A Mastercard foi fundada com o nome de Interbank Card Association em 1966 por 17 banqueiros que buscavam aceitação recíproca de seus cartões de créditos. Vem desse primeiro nome a letra “I” presente no logo inaugural da empresa. Em 1969, o grupo passou a se chamar Master Charge e a logomarca assumiu a forma que daria origem à atual (dois círculos em intersecção, que remetem à reciprocidade almejada pela empresa). O “I” continuou lá, no cantinho, para que os clientes reconhecessem que se tratava da mesma companhia.

Só em 1979 o nome MasterCard foi adotado e a letra “I” permanentemente banida. Desse último até o logo atual, poucas alterações: realce das cores, mudança da fonte da letra para itálico e adição de linhas no espaço de intersecção, “que reforçam a ideia de cooperação entre múltiplos bancos”.

A Pepsi foi criada em 1898 pelo farmacêutico norte-americano Caleb Bradham. Inicialmente chamada de Brad’s Drink, o nome da bebida foi logo alterado para Pepsi-Cola, registrado em 1903 e nunca mais mudado. Nos primeiros anos, as logomarcas foram criadas e alteradas pelo próprio Caleb, até que, em 1933, com a venda da marca para a Loft, Inc., a companhia assumiu a função.

Na década de 1940, quando os Estados Unidos entraram na Segunda Guerra Mundial, foram lançadas edições especiais do refrigerante com seu logo envolto em um globo com as cores azul, branca e vermelha – as da bandeira norte-americana. O sucesso foi tanto que em 1950 esse desenho foi incorporado ao logo oficial. Hoje, ele representa sozinho a marca Pepsi – é tão marcante que não é mais necessário agregar o nome ao símbolo.

Fundada em 1886, a Coca-Cola – e, consequentemente, sua logomarca – tem uma longa história. A fonte usada na logomarca que vemos hoje no refrigerante mais famoso do mundo não foi sempre a mesma. Na primeira vez que apareceu escrito, em uma propaganda do Atlanta Journal Constitution de 23 de maio de 1886, o nome “Coca-Cola” parecia ter sido datilografado em uma máquina de escrever. Foi só em 1892 que a marcante letra cursiva começou a estampar a bebida. Dessa data até meados dos anos 20, é possível encontrar pequenas variações entre os desenhos, já que eram todos feitos a mão.

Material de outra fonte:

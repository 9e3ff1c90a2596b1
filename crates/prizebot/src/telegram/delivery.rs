//! Sending broadcast teasers through Telegram.

use async_trait::async_trait;
use teloxide::prelude::*;
use teloxide::types::{InlineKeyboardButton, InlineKeyboardMarkup, InputFile};

use prizecore::{AppResult, Prize, TeaserSink};

/// Prefix of the callback data carried by claim buttons
const CLAIM_PREFIX: &str = "claim:";

/// Label of the claim button under each teaser
pub const CLAIM_BUTTON_LABEL: &str = "Claim!";

pub fn claim_callback_data(prize_id: i64) -> String {
    format!("{}{}", CLAIM_PREFIX, prize_id)
}

/// Extracts the prize id from claim button data. Anything else yields `None`.
pub fn parse_claim_data(data: &str) -> Option<i64> {
    data.strip_prefix(CLAIM_PREFIX)?.parse().ok()
}

pub fn claim_keyboard(prize_id: i64) -> InlineKeyboardMarkup {
    InlineKeyboardMarkup::new(vec![vec![InlineKeyboardButton::callback(
        CLAIM_BUTTON_LABEL,
        claim_callback_data(prize_id),
    )]])
}

/// [`TeaserSink`] that sends the teaser as a photo with a claim button.
#[derive(Clone)]
pub struct TelegramTeaserSink {
    bot: Bot,
}

impl TelegramTeaserSink {
    pub fn new(bot: Bot) -> Self {
        Self { bot }
    }
}

#[async_trait]
impl TeaserSink for TelegramTeaserSink {
    async fn send_teaser(&self, user_id: i64, prize: &Prize, teaser: &[u8]) -> AppResult<()> {
        self.bot
            .send_photo(ChatId(user_id), InputFile::memory(teaser.to_vec()).file_name(prize.image.clone()))
            .reply_markup(claim_keyboard(prize.prize_id))
            .await?;
        Ok(())
    }
}

#[cfg(test)]
mod tests {
    use super::*;
    use pretty_assertions::assert_eq;
    use teloxide::types::InlineKeyboardButtonKind;

    #[test]
    fn claim_data_round_trips() {
        assert_eq!(claim_callback_data(42), "claim:42");
        assert_eq!(parse_claim_data("claim:42"), Some(42));
    }

    #[test]
    fn foreign_callback_data_is_ignored() {
        assert_eq!(parse_claim_data("42"), None);
        assert_eq!(parse_claim_data("claim:"), None);
        assert_eq!(parse_claim_data("claim:abc"), None);
        assert_eq!(parse_claim_data("menu:claim:1"), None);
    }

    #[test]
    fn keyboard_has_single_claim_button() {
        let keyboard = claim_keyboard(7);
        assert_eq!(keyboard.inline_keyboard.len(), 1);
        assert_eq!(keyboard.inline_keyboard[0].len(), 1);

        let button = &keyboard.inline_keyboard[0][0];
        assert_eq!(button.text, CLAIM_BUTTON_LABEL);
        match &button.kind {
            InlineKeyboardButtonKind::CallbackData(data) => assert_eq!(data, "claim:7"),
            other => panic!("unexpected button kind: {:?}", other),
        }
    }
}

Ao longo do século XX, o logo da Coca-Cola sofreu discretas modificações. Na década de 1950, com a cor vermelha já adotada, adicionou-se um contorno em formato de peixe. Nos anos 60, surgiu a onda abaixo do nome Coca-Cola, que contribuiu para fixar a identidade da marca. A fonte característica do logo só foi modificada uma vez, em 1985, como parte de uma nova estratégia de marketing da empresa. A moda não pegou, o consumo caiu e em 1987 a letra cursiva, como vemos hoje em dia, já voltava a aparecer no mercado.